TASK OBJECTIVE -
As you look over the data below, please find each line where the word "folder" appears, then copy it.

[Dataset excerpts]
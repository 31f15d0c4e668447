//! Errors raised by the orchestration services

use crate::error::Error;

/// Failure classes of the orchestration flows
#[derive(Debug, thiserror::Error)]
pub enum FlowError {
    /// Identity check failed or returned no identity
    #[error("Your API key is not valid: {0}")]
    Authentication(String),

    /// A query the flow depends on returned nothing
    #[error("No records found matching this query.")]
    NoRecords,

    /// No project matched the given name, id or short id
    #[error(
        "No project found with ID, short ID, or name '{ident}'.{}",
        list_candidates(.candidates)
    )]
    ProjectNotFound {
        /// Identifier that was looked up
        ident: String,
        /// Available projects as `ShortId - Name (Id)`
        candidates: Vec<String>,
    },

    /// No task matched the given short id
    #[error("No task found with short ID '{0}'")]
    TaskNotFound(String),

    /// The server answered but reported failure
    #[error("{operation} failed: {message}")]
    Api {
        /// Operation that failed
        operation: &'static str,
        /// Server-provided message
        message: String,
    },

    /// Transport or HTTP-level failure from the client
    #[error(transparent)]
    Client(#[from] Error),

    /// Writing progress output failed
    #[error("output error: {0}")]
    Io(#[from] std::io::Error),
}

fn list_candidates(candidates: &[String]) -> String {
    if candidates.is_empty() {
        return " No projects are available.".to_string();
    }
    let mut text = String::from(" Available projects:");
    for candidate in candidates {
        text.push_str("\n  ");
        text.push_str(candidate);
    }
    text
}

impl FlowError {
    /// Server-reported failure for `operation`
    #[must_use]
    pub fn api(operation: &'static str, message: impl Into<String>) -> Self {
        Self::Api {
            operation,
            message: message.into(),
        }
    }
}
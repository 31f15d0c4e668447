//! Shared client setup: resolve settings, build the client, verify the key

use colored::Colorize;
use log::debug;

use pmtask::adapters::http::HttpProjectManager;
use pmtask::config::{Overrides, Settings};
use pmtask::core::models::Me;
use pmtask::core::services::verify_identity;

/// Build a client and confirm the API key works
///
/// Fails before any request when no API key is configured.
pub fn connect(overrides: &Overrides) -> anyhow::Result<(HttpProjectManager, Me)> {
    let settings = Settings::from_env(overrides)?;
    debug!("Connecting to {} as '{}'", settings.environment, settings.app_name);

    let client = HttpProjectManager::from_settings(&settings)?;
    let me = verify_identity(&client)?;

    eprintln!(
        "{} {} ({}) in workspace {}.",
        "Logged on as".dimmed(),
        me.email_address,
        me.role_name.as_deref().unwrap_or("no role"),
        me.work_space_name.as_deref().unwrap_or("(unknown)")
    );
    Ok((client, me))
}
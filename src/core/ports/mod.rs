//! Port traits (interfaces) for external dependencies
//!
//! These traits define the boundary between the services and the remote
//! project-management API.
//!
//! Implementations live in the `adapters` module; tests supply stubs.

mod project_manager;

pub use project_manager::ProjectManagerApi;
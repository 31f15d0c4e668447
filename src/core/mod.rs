//! Core domain logic for pmtask
//!
//! This module contains the domain types and services. All remote
//! interactions are abstracted through the port trait.
//!
//! ## Architecture
//!
//! - `models/` - Domain types (NestedValue, Task, Project, ApiResponse)
//! - `services/` - Pruning, ordering, lookup, and orchestration flows
//! - `ports/` - Trait definition for the remote API

pub mod models;
pub mod ports;
pub mod services;
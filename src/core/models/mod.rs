//! Domain models for pmtask
//!
//! Pure data structures with no I/O dependencies.
//!
//! - [`NestedValue`] - Schema-less payload tree handled by the pruner
//! - [`Me`], [`Project`], [`Task`], [`Comment`] - API records
//! - [`ApiResponse`] - The `success`/`data`/`error` envelope
//! - [`TaskQuery`] - Paging and filter options

mod discussion;
mod identity;
mod nullable;
mod project;
mod query;
mod response;
mod task;
mod value;

pub use discussion::{Comment, CommentCreate, CommentCreated, Emoji};
pub use identity::Me;
pub use project::{Project, ProjectCreate};
pub use query::TaskQuery;
pub use response::{ApiErrorBody, ApiResponse};
pub use task::{Task, TaskCreate, TaskUpdate};
pub use value::{NestedValue, Scalar};
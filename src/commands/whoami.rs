//! Whoami command - show the identity behind the API key

use pmtask::config::Overrides;
use pmtask::output::{OperationResult, OutputFormat};

use super::connect::connect;

/// Show the authenticated user
pub fn whoami(overrides: &Overrides, format: OutputFormat) -> anyhow::Result<()> {
    let (_, me) = connect(overrides)?;
    OperationResult::ok(format!("Logged in as {} ({})", me.full_name, me.email_address))
        .with_data(serde_json::to_value(&me)?)
        .render(format)
}
//! Task discussion comments

use serde::{Deserialize, Serialize};

/// A comment in a task's discussion
#[derive(Debug, Clone, Default, PartialEq, Eq, Serialize, Deserialize)]
#[serde(rename_all = "camelCase", default)]
pub struct Comment {
    /// Comment GUID
    pub id: Option<String>,
    /// Markdown text
    #[serde(deserialize_with = "super::nullable::null_as_default")]
    pub text: String,
    /// Author display name
    pub author_name: Option<String>,
    /// Creation timestamp as sent by the server
    pub create_date: Option<String>,
    /// Reactions on this comment
    #[serde(deserialize_with = "super::nullable::null_as_default")]
    pub emoji: Vec<Emoji>,
}

/// A reaction on a comment
#[derive(Debug, Clone, Default, PartialEq, Eq, Serialize, Deserialize)]
#[serde(rename_all = "camelCase", default)]
pub struct Emoji {
    /// Reaction name
    #[serde(deserialize_with = "super::nullable::null_as_default")]
    pub name: String,
    /// Users who reacted
    #[serde(deserialize_with = "super::nullable::null_as_default")]
    pub user_ids: Vec<String>,
}

/// Payload for adding a comment
#[derive(Debug, Clone, Default, PartialEq, Eq, Serialize, Deserialize)]
pub struct CommentCreate {
    /// Markdown text
    pub text: String,
}

/// Server acknowledgement for a created comment
#[derive(Debug, Clone, Default, PartialEq, Eq, Serialize, Deserialize)]
#[serde(rename_all = "camelCase", default)]
pub struct CommentCreated {
    /// GUID of the new comment
    #[serde(deserialize_with = "super::nullable::null_as_default")]
    pub discussion_comment_id: String,
}
//! Import command - sync local files into a project

use std::path::Path;

use log::info;

use pmtask::adapters::files::{collect_files, file_task, split_patterns};
use pmtask::config::Overrides;
use pmtask::core::services::{find_project, sync_remote_tasks};
use pmtask::output::{OperationResult, OutputFormat};

use super::connect::connect;

/// Create, update, and delete tasks so the project mirrors the matched files
pub fn import_files(
    overrides: &Overrides,
    patterns: &str,
    folder: &Path,
    project: &str,
    format: OutputFormat,
) -> anyhow::Result<()> {
    let (client, _) = connect(overrides)?;

    let patterns = split_patterns(patterns);
    if patterns.is_empty() {
        anyhow::bail!("No file patterns given");
    }
    info!("Searching {} for files matching {}...", folder.display(), patterns.join(", "));

    let remote = collect_files(folder, &patterns)?
        .iter()
        .map(|path| file_task(path))
        .collect::<anyhow::Result<Vec<_>>>()?;

    let project = find_project(&client, project)?;
    info!("Syncing {} file(s) with project '{}'...", remote.len(), project.name);
    let result = sync_remote_tasks(&client, &remote, &project)?;

    OperationResult::ok(format!(
        "Success.\n{} task(s) created, {} task(s) updated, and {} task(s) deleted.",
        result.created, result.updated, result.deleted
    ))
    .with_data(serde_json::to_value(result)?)
    .render(format)
}
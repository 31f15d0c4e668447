//! Nested values
//!
//! A closed, schema-less tree used for request and response payloads.
//! Converts to and from `serde_json::Value`, with JSON `null` mapping to
//! [`NestedValue::Absent`].

use std::collections::BTreeMap;

use serde_json::{Number, Value};

/// Leaf value of a [`NestedValue`] tree
#[derive(Debug, Clone, PartialEq)]
pub enum Scalar {
    /// Boolean leaf
    Bool(bool),
    /// Numeric leaf (integer or float)
    Number(Number),
    /// String leaf
    Text(String),
}

/// Untyped payload tree
///
/// Trees are finite and acyclic: every node owns its children.
#[derive(Debug, Clone, PartialEq)]
pub enum NestedValue {
    /// Mapping with unique string keys
    Map(BTreeMap<String, NestedValue>),
    /// Ordered sequence
    List(Vec<NestedValue>),
    /// Leaf value
    Scalar(Scalar),
    /// Absence marker (JSON `null`)
    Absent,
}

impl NestedValue {
    /// Whether this node is one of the shapes the pruner removes:
    /// the absence marker, an empty map, or an empty list.
    #[must_use]
    pub fn is_vacant(&self) -> bool {
        match self {
            Self::Absent => true,
            Self::Map(map) => map.is_empty(),
            Self::List(items) => items.is_empty(),
            Self::Scalar(_) => false,
        }
    }

    /// Shorthand for a text scalar
    #[must_use]
    pub fn text(value: impl Into<String>) -> Self {
        Self::Scalar(Scalar::Text(value.into()))
    }

    /// Shorthand for a boolean scalar
    #[must_use]
    pub const fn boolean(value: bool) -> Self {
        Self::Scalar(Scalar::Bool(value))
    }

    /// Shorthand for an integer scalar
    #[must_use]
    pub fn int(value: i64) -> Self {
        Self::Scalar(Scalar::Number(Number::from(value)))
    }
}

impl From<Value> for NestedValue {
    fn from(value: Value) -> Self {
        match value {
            Value::Null => Self::Absent,
            Value::Bool(b) => Self::Scalar(Scalar::Bool(b)),
            Value::Number(n) => Self::Scalar(Scalar::Number(n)),
            Value::String(s) => Self::Scalar(Scalar::Text(s)),
            Value::Array(items) => Self::List(items.into_iter().map(Self::from).collect()),
            Value::Object(map) => {
                Self::Map(map.into_iter().map(|(k, v)| (k, Self::from(v))).collect())
            },
        }
    }
}

impl From<&Value> for NestedValue {
    fn from(value: &Value) -> Self {
        Self::from(value.clone())
    }
}

impl From<NestedValue> for Value {
    fn from(value: NestedValue) -> Self {
        match value {
            NestedValue::Absent => Self::Null,
            NestedValue::Scalar(Scalar::Bool(b)) => Self::Bool(b),
            NestedValue::Scalar(Scalar::Number(n)) => Self::Number(n),
            NestedValue::Scalar(Scalar::Text(s)) => Self::String(s),
            NestedValue::List(items) => Self::Array(items.into_iter().map(Self::from).collect()),
            NestedValue::Map(map) => {
                Self::Object(map.into_iter().map(|(k, v)| (k, Self::from(v))).collect())
            },
        }
    }
}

ANSWER BELOW -
    folder: &Path,
    info!("Searching {} for files matching {}...", folder.display(), patterns.join(", "));
    let remote = collect_files(folder, &patterns)?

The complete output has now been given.